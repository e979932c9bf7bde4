//! Growable containers for repeated fields.

use core::fmt;
use core::marker::PhantomData;
use core::ops::{Deref, DerefMut};

use crate::message::ProtoEnum;

/// Backing storage of a `bytes` field.
pub type ProtoBytes = RepeatedField<u8>;

/// An owned, unboxed sequence of the values of one repeated field.
///
/// Capacity grows to the larger of what was requested and 1.5x the current
/// capacity, and is never released by [`RepeatedField::clear`]. Cleared
/// elements stay allocated past the logical length, so
/// [`RepeatedField::push_recycled`] can hand a string, byte buffer or
/// sub-message back out with its own allocations intact.
pub struct RepeatedField<T> {
    /// `items[..len]` are the values; `items[len..]` are retained for reuse.
    items: Vec<T>,
    len: usize,
}

/// Largest capacity a [`RepeatedField<T>`] may grow to.
#[allow(clippy::as_conversions)]
const fn max_capacity<T>() -> usize {
    let size = core::mem::size_of::<T>();
    let size = if size == 0 { 1 } else { size };
    // Allocations are limited to `isize::MAX` bytes.
    (isize::MAX as usize) / size
}

#[cold]
#[inline(never)]
fn capacity_overflow() -> ! {
    panic!("repeated field capacity overflow")
}

impl<T> RepeatedField<T> {
    pub const fn new() -> Self {
        RepeatedField {
            items: Vec::new(),
            len: 0,
        }
    }

    pub fn with_capacity(capacity: usize) -> Self {
        RepeatedField {
            items: Vec::with_capacity(capacity),
            len: 0,
        }
    }

    #[inline]
    pub fn capacity(&self) -> usize {
        self.items.capacity()
    }

    #[inline]
    pub fn remaining_capacity(&self) -> usize {
        self.items.capacity() - self.len
    }

    /// Make room for at least `additional` more values.
    ///
    /// # Panics
    /// If the required capacity exceeds what can be allocated.
    #[inline]
    pub fn reserve(&mut self, additional: usize) {
        if additional > self.remaining_capacity() {
            let required = self
                .len
                .checked_add(additional)
                .unwrap_or_else(|| capacity_overflow());
            self.grow_to(required);
        }
    }

    fn grow_to(&mut self, required: usize) {
        let max = max_capacity::<T>();
        if required > max {
            capacity_overflow();
        }
        let current = self.items.capacity();
        let grown = current.saturating_add(current / 2).min(max);
        let new_capacity = required.max(grown);
        self.items.reserve_exact(new_capacity - self.items.len());
    }

    /// Drop the retained elements so `items` ends at the logical length.
    fn discard_retained(&mut self) {
        self.items.truncate(self.len);
    }

    #[inline]
    pub fn add(&mut self, value: T) {
        if self.len < self.items.len() {
            self.items[self.len] = value;
        } else {
            if self.remaining_capacity() == 0 {
                self.reserve(1);
            }
            self.items.push(value);
        }
        self.len += 1;
    }

    /// Append a default value and return it for in-place decoding.
    pub fn push_default(&mut self) -> &mut T
    where
        T: Default,
    {
        self.add(T::default());
        &mut self.items[self.len - 1]
    }

    /// Append an element for in-place decoding, reusing a retained one when
    /// available. A reused element is passed through `reset` first, which
    /// must leave it empty.
    pub fn push_recycled(&mut self, reset: impl FnOnce(&mut T)) -> &mut T
    where
        T: Default,
    {
        if self.len < self.items.len() {
            let slot = &mut self.items[self.len];
            reset(slot);
            self.len += 1;
            return &mut self.items[self.len - 1];
        }
        self.push_default()
    }

    /// Grow the length by `n` default values and return the new tail.
    pub fn add_length(&mut self, n: usize) -> &mut [T]
    where
        T: Default,
    {
        let start = self.len;
        self.discard_retained();
        self.reserve(n);
        self.items.resize_with(start + n, T::default);
        self.len = self.items.len();
        &mut self.items[start..]
    }

    pub fn add_all(&mut self, values: &[T])
    where
        T: Clone,
    {
        self.discard_retained();
        self.reserve(values.len());
        self.items.extend_from_slice(values);
        self.len = self.items.len();
    }

    /// Replace the contents with `values`.
    pub fn copy_from(&mut self, values: &[T])
    where
        T: Clone,
    {
        self.clear();
        self.add_all(values);
    }

    #[inline]
    pub fn get(&self, index: usize) -> Option<&T> {
        self.as_slice().get(index)
    }

    #[inline]
    pub fn get_mut(&mut self, index: usize) -> Option<&mut T> {
        self.as_mut_slice().get_mut(index)
    }

    /// # Panics
    /// If `index` is out of bounds.
    #[inline]
    pub fn set(&mut self, index: usize, value: T) {
        self.as_mut_slice()[index] = value;
    }

    /// Copy the valid values out into a new `Vec`.
    pub fn to_vec(&self) -> Vec<T>
    where
        T: Clone,
    {
        self.as_slice().to_vec()
    }

    #[inline]
    pub fn as_slice(&self) -> &[T] {
        &self.items[..self.len]
    }

    #[inline]
    pub fn as_mut_slice(&mut self) -> &mut [T] {
        &mut self.items[..self.len]
    }

    /// Remove all values, keeping the allocation and the elements themselves
    /// for [`RepeatedField::push_recycled`].
    #[inline]
    pub fn clear(&mut self) {
        self.len = 0;
    }

    pub fn into_vec(mut self) -> Vec<T> {
        self.discard_retained();
        self.items
    }
}

impl<T> Default for RepeatedField<T> {
    fn default() -> Self {
        RepeatedField::new()
    }
}

impl<T: Clone> Clone for RepeatedField<T> {
    fn clone(&self) -> Self {
        RepeatedField::from(self.to_vec())
    }
}

impl<T: fmt::Debug> fmt::Debug for RepeatedField<T> {
    fn fmt(&self, f: &mut fmt::Formatter<'_>) -> fmt::Result {
        f.debug_list().entries(self.as_slice()).finish()
    }
}

impl<T: PartialEq> PartialEq for RepeatedField<T> {
    fn eq(&self, other: &Self) -> bool {
        self.as_slice() == other.as_slice()
    }
}

impl<T: Eq> Eq for RepeatedField<T> {}

impl<T> Deref for RepeatedField<T> {
    type Target = [T];

    fn deref(&self) -> &[T] {
        self.as_slice()
    }
}

impl<T> DerefMut for RepeatedField<T> {
    fn deref_mut(&mut self) -> &mut [T] {
        self.as_mut_slice()
    }
}

impl<T> From<Vec<T>> for RepeatedField<T> {
    fn from(items: Vec<T>) -> Self {
        let len = items.len();
        RepeatedField { items, len }
    }
}

impl From<&str> for RepeatedField<u8> {
    fn from(value: &str) -> Self {
        RepeatedField::from(value.as_bytes().to_vec())
    }
}

impl<T> FromIterator<T> for RepeatedField<T> {
    fn from_iter<I: IntoIterator<Item = T>>(iter: I) -> Self {
        RepeatedField::from(Vec::from_iter(iter))
    }
}

impl<'a, T> IntoIterator for &'a RepeatedField<T> {
    type Item = &'a T;
    type IntoIter = core::slice::Iter<'a, T>;

    fn into_iter(self) -> Self::IntoIter {
        self.as_slice().iter()
    }
}

/// Values of a repeated enum field.
///
/// Raw integers are stored as decoded so values unknown to this schema
/// survive a decode/encode cycle. Conversion to `E` happens on access, where
/// unknown values are skipped.
pub struct RepeatedEnum<E> {
    values: RepeatedField<i32>,
    _enum: PhantomData<fn() -> E>,
}

impl<E: ProtoEnum> RepeatedEnum<E> {
    pub const fn new() -> Self {
        RepeatedEnum {
            values: RepeatedField::new(),
            _enum: PhantomData,
        }
    }

    #[inline]
    pub fn add(&mut self, value: E) {
        self.values.add(value.value());
    }

    /// Append a raw value, recognized or not.
    #[inline]
    pub fn add_value(&mut self, value: i32) {
        self.values.add(value);
    }

    /// Returns the value at `index` if it exists and is recognized.
    pub fn get(&self, index: usize) -> Option<E> {
        self.values.get(index).copied().and_then(E::from_i32)
    }

    /// # Panics
    /// If `index` is out of bounds.
    pub fn set(&mut self, index: usize, value: E) {
        self.values.set(index, value.value());
    }

    /// Iterate over the recognized values.
    pub fn iter(&self) -> impl Iterator<Item = E> + '_ {
        self.values.iter().copied().filter_map(E::from_i32)
    }

    /// Raw values, including ones this schema does not recognize.
    #[inline]
    pub fn values(&self) -> &[i32] {
        &self.values
    }

    #[inline]
    pub fn values_mut(&mut self) -> &mut RepeatedField<i32> {
        &mut self.values
    }

    /// Number of raw values, including unrecognized ones.
    #[inline]
    pub fn len(&self) -> usize {
        self.values.len()
    }

    #[inline]
    pub fn is_empty(&self) -> bool {
        self.values.is_empty()
    }

    #[inline]
    pub fn capacity(&self) -> usize {
        self.values.capacity()
    }

    #[inline]
    pub fn remaining_capacity(&self) -> usize {
        self.values.remaining_capacity()
    }

    #[inline]
    pub fn reserve(&mut self, additional: usize) {
        self.values.reserve(additional);
    }

    #[inline]
    pub fn clear(&mut self) {
        self.values.clear();
    }
}

impl<E: ProtoEnum> Default for RepeatedEnum<E> {
    fn default() -> Self {
        RepeatedEnum::new()
    }
}

impl<E> Clone for RepeatedEnum<E> {
    fn clone(&self) -> Self {
        RepeatedEnum {
            values: self.values.clone(),
            _enum: PhantomData,
        }
    }
}

impl<E> PartialEq for RepeatedEnum<E> {
    fn eq(&self, other: &Self) -> bool {
        self.values == other.values
    }
}

impl<E> fmt::Debug for RepeatedEnum<E> {
    fn fmt(&self, f: &mut fmt::Formatter<'_>) -> fmt::Result {
        f.debug_list().entries(self.values.iter()).finish()
    }
}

TO DO:
Your answer should be exactly the lines of the data above, from the first through the line containing "1.5x the current".

EXERCISE OUTPUT:
repository e979932c9bf7bde4
//! Growable containers for repeated fields.

use core::fmt;
use core::marker::PhantomData;
use core::ops::{Deref, DerefMut};

use crate::message::ProtoEnum;

/// Backing storage of a `bytes` field.
pub type ProtoBytes = RepeatedField<u8>;

/// An owned, unboxed sequence of the values of one repeated field.
///
/// Capacity grows to the larger of what was requested and 1.5x the current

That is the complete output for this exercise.